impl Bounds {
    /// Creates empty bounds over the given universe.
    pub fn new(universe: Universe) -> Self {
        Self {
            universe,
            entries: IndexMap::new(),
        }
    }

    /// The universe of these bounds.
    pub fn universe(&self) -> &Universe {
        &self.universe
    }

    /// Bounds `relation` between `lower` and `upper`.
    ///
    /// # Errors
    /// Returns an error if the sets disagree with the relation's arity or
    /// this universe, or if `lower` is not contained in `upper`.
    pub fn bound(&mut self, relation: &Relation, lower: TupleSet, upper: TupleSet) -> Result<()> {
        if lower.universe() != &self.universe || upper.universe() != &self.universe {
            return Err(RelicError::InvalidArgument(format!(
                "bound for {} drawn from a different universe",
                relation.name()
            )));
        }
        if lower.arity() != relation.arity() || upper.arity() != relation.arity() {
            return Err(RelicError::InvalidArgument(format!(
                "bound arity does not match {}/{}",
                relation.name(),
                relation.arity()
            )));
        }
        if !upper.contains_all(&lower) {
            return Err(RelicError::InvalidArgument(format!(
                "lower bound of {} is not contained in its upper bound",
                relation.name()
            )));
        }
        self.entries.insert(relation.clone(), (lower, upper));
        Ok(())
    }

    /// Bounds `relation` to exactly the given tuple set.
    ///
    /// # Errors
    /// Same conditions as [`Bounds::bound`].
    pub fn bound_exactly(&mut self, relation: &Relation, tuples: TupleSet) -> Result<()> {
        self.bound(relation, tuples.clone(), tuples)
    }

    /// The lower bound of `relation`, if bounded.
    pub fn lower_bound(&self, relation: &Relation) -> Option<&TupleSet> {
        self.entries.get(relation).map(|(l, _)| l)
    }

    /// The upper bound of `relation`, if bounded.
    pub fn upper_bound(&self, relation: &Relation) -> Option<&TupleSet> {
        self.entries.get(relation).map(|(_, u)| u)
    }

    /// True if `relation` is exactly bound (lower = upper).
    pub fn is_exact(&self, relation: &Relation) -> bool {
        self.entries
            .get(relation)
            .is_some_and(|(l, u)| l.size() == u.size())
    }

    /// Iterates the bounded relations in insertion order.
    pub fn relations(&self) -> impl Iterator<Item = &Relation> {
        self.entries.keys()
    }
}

**********

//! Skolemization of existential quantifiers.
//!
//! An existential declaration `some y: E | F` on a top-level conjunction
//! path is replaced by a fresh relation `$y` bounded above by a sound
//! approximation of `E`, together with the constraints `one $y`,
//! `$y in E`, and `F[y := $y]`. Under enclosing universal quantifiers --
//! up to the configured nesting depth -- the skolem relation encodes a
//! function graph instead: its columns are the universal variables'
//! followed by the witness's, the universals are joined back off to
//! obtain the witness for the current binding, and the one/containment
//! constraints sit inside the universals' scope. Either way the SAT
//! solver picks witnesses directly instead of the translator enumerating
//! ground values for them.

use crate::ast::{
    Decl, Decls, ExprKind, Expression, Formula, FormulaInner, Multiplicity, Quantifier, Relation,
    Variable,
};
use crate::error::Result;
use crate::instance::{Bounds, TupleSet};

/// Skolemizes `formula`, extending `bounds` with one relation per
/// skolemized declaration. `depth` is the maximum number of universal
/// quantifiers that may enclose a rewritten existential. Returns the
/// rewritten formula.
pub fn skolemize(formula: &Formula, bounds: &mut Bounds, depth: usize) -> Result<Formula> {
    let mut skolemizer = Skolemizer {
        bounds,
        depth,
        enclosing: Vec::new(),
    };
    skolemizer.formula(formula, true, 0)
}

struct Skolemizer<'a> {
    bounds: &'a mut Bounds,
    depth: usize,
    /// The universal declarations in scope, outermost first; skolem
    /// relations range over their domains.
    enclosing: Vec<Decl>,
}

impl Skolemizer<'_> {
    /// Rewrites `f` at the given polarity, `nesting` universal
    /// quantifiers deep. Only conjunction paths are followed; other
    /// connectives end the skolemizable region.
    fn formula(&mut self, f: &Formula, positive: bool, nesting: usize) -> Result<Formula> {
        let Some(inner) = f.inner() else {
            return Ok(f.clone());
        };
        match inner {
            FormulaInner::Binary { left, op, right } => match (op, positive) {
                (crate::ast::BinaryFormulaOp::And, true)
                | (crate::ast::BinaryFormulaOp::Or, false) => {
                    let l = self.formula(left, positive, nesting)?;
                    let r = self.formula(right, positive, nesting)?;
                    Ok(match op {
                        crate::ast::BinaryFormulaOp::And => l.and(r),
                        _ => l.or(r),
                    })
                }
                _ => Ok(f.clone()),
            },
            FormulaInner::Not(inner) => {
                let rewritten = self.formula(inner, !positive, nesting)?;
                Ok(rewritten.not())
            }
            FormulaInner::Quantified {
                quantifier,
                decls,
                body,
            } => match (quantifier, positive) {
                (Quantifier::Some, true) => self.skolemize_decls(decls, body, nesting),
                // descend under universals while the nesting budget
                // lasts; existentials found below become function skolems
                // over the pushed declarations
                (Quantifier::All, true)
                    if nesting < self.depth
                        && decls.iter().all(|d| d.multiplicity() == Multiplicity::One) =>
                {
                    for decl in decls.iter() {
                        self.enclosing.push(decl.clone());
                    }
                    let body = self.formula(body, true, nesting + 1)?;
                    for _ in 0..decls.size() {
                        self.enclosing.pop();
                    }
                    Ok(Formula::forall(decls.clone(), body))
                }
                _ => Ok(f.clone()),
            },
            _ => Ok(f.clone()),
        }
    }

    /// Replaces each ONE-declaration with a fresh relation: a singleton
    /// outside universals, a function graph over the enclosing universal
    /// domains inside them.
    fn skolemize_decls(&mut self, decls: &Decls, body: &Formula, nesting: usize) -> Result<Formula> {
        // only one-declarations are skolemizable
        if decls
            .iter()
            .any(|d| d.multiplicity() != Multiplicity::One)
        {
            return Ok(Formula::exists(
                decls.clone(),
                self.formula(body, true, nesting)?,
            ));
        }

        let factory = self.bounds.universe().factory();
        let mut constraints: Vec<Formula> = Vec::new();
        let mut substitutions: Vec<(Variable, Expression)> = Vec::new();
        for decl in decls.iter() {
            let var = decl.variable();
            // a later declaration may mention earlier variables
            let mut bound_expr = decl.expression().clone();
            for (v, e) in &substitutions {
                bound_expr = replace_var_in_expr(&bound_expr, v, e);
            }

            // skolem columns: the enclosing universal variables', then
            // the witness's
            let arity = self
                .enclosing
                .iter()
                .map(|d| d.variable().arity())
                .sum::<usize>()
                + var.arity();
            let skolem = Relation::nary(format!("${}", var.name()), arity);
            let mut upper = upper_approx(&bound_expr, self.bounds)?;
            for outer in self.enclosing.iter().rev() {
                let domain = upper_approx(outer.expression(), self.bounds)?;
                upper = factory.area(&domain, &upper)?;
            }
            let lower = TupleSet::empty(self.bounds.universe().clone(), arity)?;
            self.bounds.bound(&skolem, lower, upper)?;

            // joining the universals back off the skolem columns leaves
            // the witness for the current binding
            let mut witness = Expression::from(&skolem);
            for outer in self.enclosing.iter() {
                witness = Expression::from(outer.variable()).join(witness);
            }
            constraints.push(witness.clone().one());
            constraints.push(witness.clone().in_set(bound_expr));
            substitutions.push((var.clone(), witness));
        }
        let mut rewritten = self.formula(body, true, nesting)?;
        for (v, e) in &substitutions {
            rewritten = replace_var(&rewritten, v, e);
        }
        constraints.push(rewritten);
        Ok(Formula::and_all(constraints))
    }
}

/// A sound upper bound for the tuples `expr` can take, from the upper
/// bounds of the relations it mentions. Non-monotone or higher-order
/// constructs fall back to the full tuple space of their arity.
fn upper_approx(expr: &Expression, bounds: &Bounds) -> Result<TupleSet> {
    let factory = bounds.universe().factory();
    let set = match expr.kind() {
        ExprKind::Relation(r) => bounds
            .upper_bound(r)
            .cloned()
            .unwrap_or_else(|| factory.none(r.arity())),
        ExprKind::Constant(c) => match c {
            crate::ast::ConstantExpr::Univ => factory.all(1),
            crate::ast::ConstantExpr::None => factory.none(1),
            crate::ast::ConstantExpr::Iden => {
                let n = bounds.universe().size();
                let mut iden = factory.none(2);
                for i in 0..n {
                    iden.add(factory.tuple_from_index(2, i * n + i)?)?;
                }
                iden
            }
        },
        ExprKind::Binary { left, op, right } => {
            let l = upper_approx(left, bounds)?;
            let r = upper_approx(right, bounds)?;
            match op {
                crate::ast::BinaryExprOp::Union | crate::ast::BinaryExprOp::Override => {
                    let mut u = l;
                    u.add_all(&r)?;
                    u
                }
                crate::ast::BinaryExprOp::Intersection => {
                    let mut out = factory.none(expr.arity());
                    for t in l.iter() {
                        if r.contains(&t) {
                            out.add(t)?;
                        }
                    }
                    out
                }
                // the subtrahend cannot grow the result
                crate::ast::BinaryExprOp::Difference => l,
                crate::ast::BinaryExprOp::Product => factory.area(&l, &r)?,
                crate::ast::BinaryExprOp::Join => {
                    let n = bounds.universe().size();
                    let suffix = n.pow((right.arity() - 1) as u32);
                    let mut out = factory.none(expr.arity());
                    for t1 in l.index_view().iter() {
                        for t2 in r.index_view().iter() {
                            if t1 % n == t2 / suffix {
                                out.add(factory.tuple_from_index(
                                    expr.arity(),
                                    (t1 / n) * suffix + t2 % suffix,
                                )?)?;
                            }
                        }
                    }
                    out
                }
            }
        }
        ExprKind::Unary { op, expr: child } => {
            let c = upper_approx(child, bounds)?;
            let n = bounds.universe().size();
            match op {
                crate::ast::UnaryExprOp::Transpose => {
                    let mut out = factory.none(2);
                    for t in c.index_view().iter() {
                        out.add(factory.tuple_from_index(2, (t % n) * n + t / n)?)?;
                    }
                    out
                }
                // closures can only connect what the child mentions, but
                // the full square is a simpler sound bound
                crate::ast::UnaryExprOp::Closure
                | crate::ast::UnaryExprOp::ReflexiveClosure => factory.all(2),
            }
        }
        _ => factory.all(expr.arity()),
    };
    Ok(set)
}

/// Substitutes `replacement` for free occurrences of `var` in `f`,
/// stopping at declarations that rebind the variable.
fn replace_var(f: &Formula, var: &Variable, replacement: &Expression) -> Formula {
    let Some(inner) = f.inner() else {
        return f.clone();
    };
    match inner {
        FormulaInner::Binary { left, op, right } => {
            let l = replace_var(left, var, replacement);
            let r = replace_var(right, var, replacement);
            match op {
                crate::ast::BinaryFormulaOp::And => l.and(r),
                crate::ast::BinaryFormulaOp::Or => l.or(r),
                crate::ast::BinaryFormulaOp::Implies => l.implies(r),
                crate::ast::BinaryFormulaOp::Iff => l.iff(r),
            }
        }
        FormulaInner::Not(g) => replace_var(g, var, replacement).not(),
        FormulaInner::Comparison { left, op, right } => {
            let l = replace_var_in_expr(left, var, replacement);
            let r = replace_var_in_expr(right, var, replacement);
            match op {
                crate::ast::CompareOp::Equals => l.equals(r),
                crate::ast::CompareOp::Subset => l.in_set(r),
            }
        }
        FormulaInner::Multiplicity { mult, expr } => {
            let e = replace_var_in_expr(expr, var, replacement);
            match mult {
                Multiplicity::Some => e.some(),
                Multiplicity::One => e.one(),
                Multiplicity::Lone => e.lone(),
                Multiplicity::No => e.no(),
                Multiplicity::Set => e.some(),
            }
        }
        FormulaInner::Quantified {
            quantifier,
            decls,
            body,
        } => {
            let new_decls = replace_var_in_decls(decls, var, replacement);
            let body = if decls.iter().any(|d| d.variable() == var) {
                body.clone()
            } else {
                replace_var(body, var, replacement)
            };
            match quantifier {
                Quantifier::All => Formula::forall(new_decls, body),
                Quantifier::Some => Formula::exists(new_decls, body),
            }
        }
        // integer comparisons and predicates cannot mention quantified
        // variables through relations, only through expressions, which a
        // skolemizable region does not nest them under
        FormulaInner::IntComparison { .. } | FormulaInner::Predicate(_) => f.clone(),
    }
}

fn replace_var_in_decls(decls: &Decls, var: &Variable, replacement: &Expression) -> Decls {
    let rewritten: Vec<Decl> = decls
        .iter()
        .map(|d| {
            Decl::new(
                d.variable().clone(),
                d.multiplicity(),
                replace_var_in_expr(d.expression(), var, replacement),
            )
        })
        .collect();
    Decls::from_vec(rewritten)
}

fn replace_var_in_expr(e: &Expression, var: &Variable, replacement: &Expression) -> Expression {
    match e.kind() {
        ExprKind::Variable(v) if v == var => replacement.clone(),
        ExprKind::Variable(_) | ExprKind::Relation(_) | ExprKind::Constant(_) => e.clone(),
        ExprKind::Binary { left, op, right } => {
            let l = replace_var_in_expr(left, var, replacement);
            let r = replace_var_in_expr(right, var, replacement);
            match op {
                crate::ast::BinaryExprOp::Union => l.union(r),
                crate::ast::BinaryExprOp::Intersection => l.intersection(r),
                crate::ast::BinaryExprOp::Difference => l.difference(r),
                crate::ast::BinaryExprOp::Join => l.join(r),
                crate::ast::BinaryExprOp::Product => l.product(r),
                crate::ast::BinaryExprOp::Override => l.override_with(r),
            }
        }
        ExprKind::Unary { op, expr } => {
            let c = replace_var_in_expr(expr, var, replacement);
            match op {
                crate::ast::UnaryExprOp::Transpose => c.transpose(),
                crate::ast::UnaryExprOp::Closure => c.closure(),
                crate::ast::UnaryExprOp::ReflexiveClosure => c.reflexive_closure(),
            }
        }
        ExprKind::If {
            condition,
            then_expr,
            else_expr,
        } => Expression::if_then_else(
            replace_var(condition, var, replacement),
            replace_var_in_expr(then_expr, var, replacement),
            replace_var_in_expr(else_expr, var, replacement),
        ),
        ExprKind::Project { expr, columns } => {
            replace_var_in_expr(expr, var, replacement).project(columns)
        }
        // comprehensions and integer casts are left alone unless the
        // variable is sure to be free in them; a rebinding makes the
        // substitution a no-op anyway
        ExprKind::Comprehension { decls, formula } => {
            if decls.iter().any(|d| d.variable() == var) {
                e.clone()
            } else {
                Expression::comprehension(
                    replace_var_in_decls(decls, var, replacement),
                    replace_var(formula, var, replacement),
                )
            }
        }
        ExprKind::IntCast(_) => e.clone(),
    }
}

**********

## Task objective
In the material above, transcribe exactly the lines beginning at the one with "over their domains." and ending at the one with "bool, nesting: usize)", both included.

## Response to this exercise
    /// relations range over their domains.
    enclosing: Vec<Decl>,
}

impl Skolemizer<'_> {
    /// Rewrites `f` at the given polarity, `nesting` universal
    /// quantifiers deep. Only conjunction paths are followed; other
    /// connectives end the skolemizable region.
    fn formula(&mut self, f: &Formula, positive: bool, nesting: usize) -> Result<Formula> {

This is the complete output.